TASK GOAL
Copy each line of the entries below that contains the string "every".

[Extracted records]
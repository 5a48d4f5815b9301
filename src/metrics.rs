//! Engine counters with Prometheus text exposition

use std::sync::atomic::{AtomicU64, Ordering};
use std::time::{Duration, Instant};

/// Counters for every engine operation
pub struct EngineMetrics {
    start_time: Instant,

    pub commands_handled: AtomicU64,
    pub commands_rejected: AtomicU64,

    pub wagers_proposed: AtomicU64,
    pub wagers_accepted: AtomicU64,
    pub wagers_expired: AtomicU64,
    pub wagers_superseded: AtomicU64,

    pub games_started: AtomicU64,
    pub games_finished: AtomicU64,
    pub penalties_applied: AtomicU64,
    pub penalties_failed: AtomicU64,

    pub giveaway_entries: AtomicU64,
    pub giveaway_draws: AtomicU64,
}

impl EngineMetrics {
    pub fn new() -> Self {
        Self {
            start_time: Instant::now(),
            commands_handled: AtomicU64::new(0),
            commands_rejected: AtomicU64::new(0),
            wagers_proposed: AtomicU64::new(0),
            wagers_accepted: AtomicU64::new(0),
            wagers_expired: AtomicU64::new(0),
            wagers_superseded: AtomicU64::new(0),
            games_started: AtomicU64::new(0),
            games_finished: AtomicU64::new(0),
            penalties_applied: AtomicU64::new(0),
            penalties_failed: AtomicU64::new(0),
            giveaway_entries: AtomicU64::new(0),
            giveaway_draws: AtomicU64::new(0),
        }
    }

    pub fn incr(counter: &AtomicU64) {
        counter.fetch_add(1, Ordering::SeqCst);
    }

    pub fn get(counter: &AtomicU64) -> u64 {
        counter.load(Ordering::SeqCst)
    }

    pub fn uptime(&self) -> Duration {
        self.start_time.elapsed()
    }

    /// Render all counters in the Prometheus text format
    pub fn to_prometheus_format(&self) -> String {
        let counters: [(&str, &str, &AtomicU64); 12] = [
            ("commands_handled_total", "Chat commands that produced a reply", &self.commands_handled),
            ("commands_rejected_total", "Chat commands answered with an error", &self.commands_rejected),
            ("wagers_proposed_total", "Wagers recorded as pending", &self.wagers_proposed),
            ("wagers_accepted_total", "Wagers settled by acceptance", &self.wagers_accepted),
            ("wagers_expired_total", "Wagers removed by the expiry timer", &self.wagers_expired),
            ("wagers_superseded_total", "Pending wagers replaced by a newer proposal", &self.wagers_superseded),
            ("roulette_games_started_total", "Elimination games started", &self.games_started),
            ("roulette_games_finished_total", "Elimination games played to the end", &self.games_finished),
            ("penalties_applied_total", "Penalties accepted by the moderation service", &self.penalties_applied),
            ("penalties_failed_total", "Penalties that could not be applied", &self.penalties_failed),
            ("giveaway_entries_total", "Participants entered into the giveaway", &self.giveaway_entries),
            ("giveaway_draws_total", "Giveaway winners drawn", &self.giveaway_draws),
        ];

        let mut output = String::new();
        for (name, help, value) in counters {
            output.push_str(&format!(
                "# HELP chatplay_{name} {help}\n# TYPE chatplay_{name} counter\nchatplay_{name} {}\n\n",
                value.load(Ordering::SeqCst)
            ));
        }

        output.push_str(&format!(
            "# HELP chatplay_uptime_seconds Process uptime\n# TYPE chatplay_uptime_seconds gauge\nchatplay_uptime_seconds {}\n",
            self.uptime().as_secs()
        ));

        output
    }
}

impl Default for EngineMetrics {
    fn default() -> Self {
        Self::new()
    }
}

#[cfg(test)]
mod tests {
    use super::*;

    #[test]
    fn test_prometheus_output_contains_counters() {
        let metrics = EngineMetrics::new();
        EngineMetrics::incr(&metrics.wagers_proposed);
        EngineMetrics::incr(&metrics.wagers_proposed);
        EngineMetrics::incr(&metrics.penalties_failed);

        let text = metrics.to_prometheus_format();
        assert!(text.contains("chatplay_wagers_proposed_total 2"));
        assert!(text.contains("chatplay_penalties_failed_total 1"));
        assert!(text.contains("# TYPE chatplay_giveaway_draws_total counter"));
    }
}
//! Small persisted stores owned by the command layer

use crate::errors::BotResult;
use crate::storage::JsonStore;
use rand::seq::SliceRandom;
use rand::Rng;
use serde::{Deserialize, Serialize};
use std::collections::BTreeMap;
use std::sync::{Mutex, MutexGuard, PoisonError};

/// Named running totals (`sharp`, `cute`, ...)
pub struct CounterStore {
    counters: Mutex<BTreeMap<String, u64>>,
    store: JsonStore<BTreeMap<String, u64>>,
}

impl CounterStore {
    pub fn open(store: JsonStore<BTreeMap<String, u64>>) -> Self {
        Self {
            counters: Mutex::new(store.load_or_default()),
            store,
        }
    }

    fn lock(&self) -> MutexGuard<'_, BTreeMap<String, u64>> {
        self.counters.lock().unwrap_or_else(PoisonError::into_inner)
    }

    pub fn get(&self, name: &str) -> u64 {
        self.lock().get(name).copied().unwrap_or(0)
    }

    /// Bump `name` by one and return the new total
    pub fn increment(&self, name: &str) -> BotResult<u64> {
        let mut counters = self.lock();
        let previous = counters.get(name).copied();
        let total = previous.unwrap_or(0).saturating_add(1);
        counters.insert(name.to_string(), total);

        if let Err(e) = self.store.save(&counters) {
            match previous {
                Some(value) => counters.insert(name.to_string(), value),
                None => counters.remove(name),
            };
            return Err(e);
        }
        Ok(total)
    }
}

/// Moderator-managed `trigger -> response` replies. Triggers are matched
/// against the whole lower-cased message.
pub struct CustomCommands {
    responses: Mutex<BTreeMap<String, String>>,
    store: JsonStore<BTreeMap<String, String>>,
}

impl CustomCommands {
    pub fn open(store: JsonStore<BTreeMap<String, String>>) -> Self {
        let responses: BTreeMap<String, String> = store
            .load_or_default()
            .into_iter()
            .map(|(trigger, response)| (trigger.to_lowercase(), response))
            .collect();
        Self {
            responses: Mutex::new(responses),
            store,
        }
    }

    fn lock(&self) -> MutexGuard<'_, BTreeMap<String, String>> {
        self.responses.lock().unwrap_or_else(PoisonError::into_inner)
    }

    pub fn lookup(&self, text: &str) -> Option<String> {
        self.lock().get(&text.trim().to_lowercase()).cloned()
    }

    /// Add a new trigger. Returns `false` if it already exists.
    pub fn add(&self, trigger: &str, response: &str) -> BotResult<bool> {
        let trigger = trigger.to_lowercase();
        let mut responses = self.lock();
        if responses.contains_key(&trigger) {
            return Ok(false);
        }
        responses.insert(trigger.clone(), response.to_string());
        if let Err(e) = self.store.save(&responses) {
            responses.remove(&trigger);
            return Err(e);
        }
        tracing::info!(trigger = %trigger, response, "Custom command added");
        Ok(true)
    }

    /// Insert or replace a trigger
    pub fn upsert(&self, trigger: &str, response: &str) -> BotResult<()> {
        let trigger = trigger.to_lowercase();
        let mut responses = self.lock();
        let previous = responses.insert(trigger.clone(), response.to_string());
        if let Err(e) = self.store.save(&responses) {
            match previous {
                Some(old) => responses.insert(trigger, old),
                None => responses.remove(&trigger),
            };
            return Err(e);
        }
        tracing::info!(trigger = %trigger, response, "Custom command updated");
        Ok(())
    }

    pub fn triggers(&self) -> Vec<String> {
        self.lock().keys().cloned().collect()
    }
}

#[derive(Debug, Clone, Default, Serialize, Deserialize)]
pub struct MenuItem {
    #[serde(default)]
    pub name: Option<String>,
}

/// Read-only list of dishes, re-read on every pick so edits on disk apply
/// without a restart
pub struct Menu {
    store: JsonStore<Vec<MenuItem>>,
}

impl Menu {
    pub const UNNAMED: &'static str = "a mystery dish";

    pub fn new(store: JsonStore<Vec<MenuItem>>) -> Self {
        Self { store }
    }

    pub fn pick<R: Rng + ?Sized>(&self, rng: &mut R) -> Option<String> {
        let items = self.store.load_or_default();
        items.choose(rng).map(|item| {
            item.name
                .clone()
                .unwrap_or_else(|| Self::UNNAMED.to_string())
        })
    }
}
use crate::common::types::UserId;
use crate::games::types::Wager;
use dashmap::DashMap;
use std::sync::atomic::{AtomicU64, Ordering};
use std::sync::Arc;

/// Pending wager stamped with the generation of its expiry timer
#[derive(Debug, Clone)]
pub struct PendingWager {
    pub wager: Wager,
    pub generation: u64,
}

/// Thread-safe pool of wagers waiting for the opponent, keyed by opponent id.
///
/// Each insert takes a fresh generation. The expiry timer only removes the
/// entry if the generation it was scheduled with is still the stored one, so
/// a wager that was accepted or superseded makes its timer a no-op.
#[derive(Clone)]
pub struct PendingWagersPool {
    pending: Arc<DashMap<UserId, PendingWager>>,
    next_generation: Arc<AtomicU64>,
}

impl PendingWagersPool {
    pub fn new() -> Self {
        Self {
            pending: Arc::new(DashMap::new()),
            next_generation: Arc::new(AtomicU64::new(1)),
        }
    }

    /// Record `wager`, replacing any pending one for the same opponent.
    /// Returns the new generation and the displaced wager.
    pub fn insert(&self, wager: Wager) -> (u64, Option<Wager>) {
        let generation = self.next_generation.fetch_add(1, Ordering::SeqCst);
        let key = wager.opponent_id.clone();
        let previous = self.pending.insert(key, PendingWager { wager, generation });
        (generation, previous.map(|p| p.wager))
    }

    /// Remove and return the pending wager for `opponent_id`
    pub fn take(&self, opponent_id: &str) -> Option<Wager> {
        self.pending.remove(opponent_id).map(|(_, p)| p.wager)
    }

    /// Remove the wager only if it is still the one scheduled with `generation`
    pub fn expire(&self, opponent_id: &str, generation: u64) -> Option<Wager> {
        self.pending
            .remove_if(opponent_id, |_, p| p.generation == generation)
            .map(|(_, p)| p.wager)
    }

    pub fn get(&self, opponent_id: &str) -> Option<Wager> {
        self.pending.get(opponent_id).map(|p| p.wager.clone())
    }

    pub fn pending_count(&self) -> usize {
        self.pending.len()
    }

    pub fn is_pending(&self, opponent_id: &str) -> bool {
        self.pending.contains_key(opponent_id)
    }
}

impl Default for PendingWagersPool {
    fn default() -> Self {
        Self::new()
    }
}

RESULT BELOW
/// Counters for every engine operation
/// Read-only list of dishes, re-read on every pick so edits on disk apply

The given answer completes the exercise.